参数vm.overcommit_memory三种取值

overcommit_memory 指定了内核针对内存分配的策略，其值可以是0、1、2：

#define OVERCOMMIT_GUESS        0
#define OVERCOMMIT_ALWAYS       1
#define OVERCOMMIT_NEVER        2

0 – Heuristic overcommit handling. 缺省值，它允许overcommit，但过于明目张胆的overcommit会被拒绝，比如malloc一次性申请的内存大小就超过了系统总内存。Heuristic的意思是“试探式的”，内核利用某种算法猜测你的内存申请是否合理，它认为不合理就会拒绝overcommit。Heuristic overcommit算法基本上可以这么理解：单次申请的内存大小不能超过【free memory + free swap + pagecache的大小 + SLAB中可回收的部分】，否则本次申请就会失败。
1 – Always overcommit. 允许overcommit，表示内核允许分配所有的物理内存，对内存申请来者不拒，而不管当前的内存状态如何。
2 – Don’t overcommit. 禁止overcommit。申请的内存无法满足时，则禁止分配。那阈值是多少，由内部算法决定。它是通过内核参数vm.overcommit_ratio或vm.overcommit_kbytes间接设置的。参考代码：
```
unsigned long vm_commit_limit(void)
{
unsigned long allowed;

if (sysctl_overcommit_kbytes)
    allowed = sysctl_overcommit_kbytes >> (PAGE_SHIFT - 10);－－将计数单位由KB转成page
else
    allowed = ((totalram_pages - hugetlb_total_pages())
           * sysctl_overcommit_ratio / 100);
allowed += total_swap_pages;

return allowed;
}
```
当没有设置 vm.overcommit_kbytes 时，通过 vm.overcommit_ratio 参数来计算允许的阈值，大致公式如下：
```
CommitLimit = (Allowed Physical RAM * vm.overcommit_ratio / 100) + Swap
```
overcommit_ratio默认为50，表示物理内存的50%，如有特殊需求，可以自己修改。

查看当前系统的默认阈值：

cat /proc/meminfo | grep Commit

file

其中，CommitLimit指的就是overcommit的阈值，只要超过这个值，在参数设为2的情况下，系统就不允许申请内存。
/proc/meminfo中的 Committed_AS 表示目前操作系统所有进程已经申请的内存总大小。

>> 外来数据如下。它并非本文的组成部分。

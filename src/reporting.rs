//! Diagnostic stream output.
//!
//! Everything here goes to the secondary stream so that stdout carries only
//! the pasteable safelist block. Lines are written plain; only the optional
//! verbose trace is coloured.

use crate::error::SafelistError;
use crate::scan::ScanReport;
use colored::Colorize;
use std::io::{self, Write};
use std::path::Path;

/// Writes the line for a run-ending condition (missing dir, no templates).
///
/// # Errors
/// Returns error if the writer fails.
pub fn write_fatal(w: &mut impl Write, err: &SafelistError) -> io::Result<()> {
    let level = match err {
        SafelistError::NoTemplates { .. } => "Warning",
        _ => "Error",
    };
    writeln!(w, "# {level}: {err}")
}

/// Writes the line for a template that could not be read.
///
/// # Errors
/// Returns error if the writer fails.
pub fn write_file_error(w: &mut impl Write, path: &Path, err: &SafelistError) -> io::Result<()> {
    writeln!(w, "# Error processing {}: {err}", path.display())
}

/// Verbose per-file trace.
///
/// # Errors
/// Returns error if the writer fails.
pub fn write_trace(w: &mut impl Write, path: &Path, found: usize) -> io::Result<()> {
    let line = format!("# Scanning {} ({found} classes)", path.display());
    writeln!(w, "{}", line.dimmed())
}

/// Verbose note for directory entries that could not be listed.
///
/// # Errors
/// Returns error if the writer fails.
pub fn write_walk_warning(w: &mut impl Write, dir: &Path, errors: usize) -> io::Result<()> {
    writeln!(w, "# WARN: Encountered {errors} errors while listing {}", dir.display())
}

/// Writes the statistics block that follows a successful run.
///
/// # Errors
/// Returns error if the writer fails.
pub fn write_statistics(w: &mut impl Write, report: &ScanReport) -> io::Result<()> {
    writeln!(w)?;
    writeln!(w, "# Statistics:")?;
    writeln!(w, "#   Template files scanned: {}", report.files_scanned)?;
    writeln!(w, "#   Total unique classes: {}", report.classes.len())?;
    writeln!(w, "#")?;
    writeln!(w, "# Copy the safelist array above to your tailwind.config.js")
}
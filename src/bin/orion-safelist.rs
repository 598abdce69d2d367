// src/bin/orion-safelist.rs
use std::io;

use anyhow::Result;
use clap::Parser;
use colored::Colorize;

use safelist_core::cli::Cli;
use safelist_core::config::ScanConfig;
use safelist_core::exit::SafelistExit;
use safelist_core::scan;

fn main() -> SafelistExit {
    match run() {
        Ok(code) => code,
        Err(e) => {
            eprintln!("{} {e}", "error:".red().bold());
            SafelistExit::Error
        }
    }
}

fn run() -> Result<SafelistExit> {
    let cli = Cli::parse();
    let config = ScanConfig::from_install_dir()?.with_verbose(cli.verbose);

    let mut out = io::stdout().lock();
    let mut diag = io::stderr().lock();
    Ok(scan::run(&config, &mut out, &mut diag)?)
}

（申请不代表已分配）

另一种查看阈值方式

sar -r

file

sar -r 查看内存使用状况的常用工具，它的输出结果中有两个与overcommit有关，kbcommit 和 %commit：
kbcommit对应/proc/meminfo中的 Committed_AS；
%commit的计算公式并没有采用 CommitLimit作分母，而是Committed_AS/(MemTotal+SwapTotal)，意思是_内存申请_占_物理内存与交换区之和_的百分比。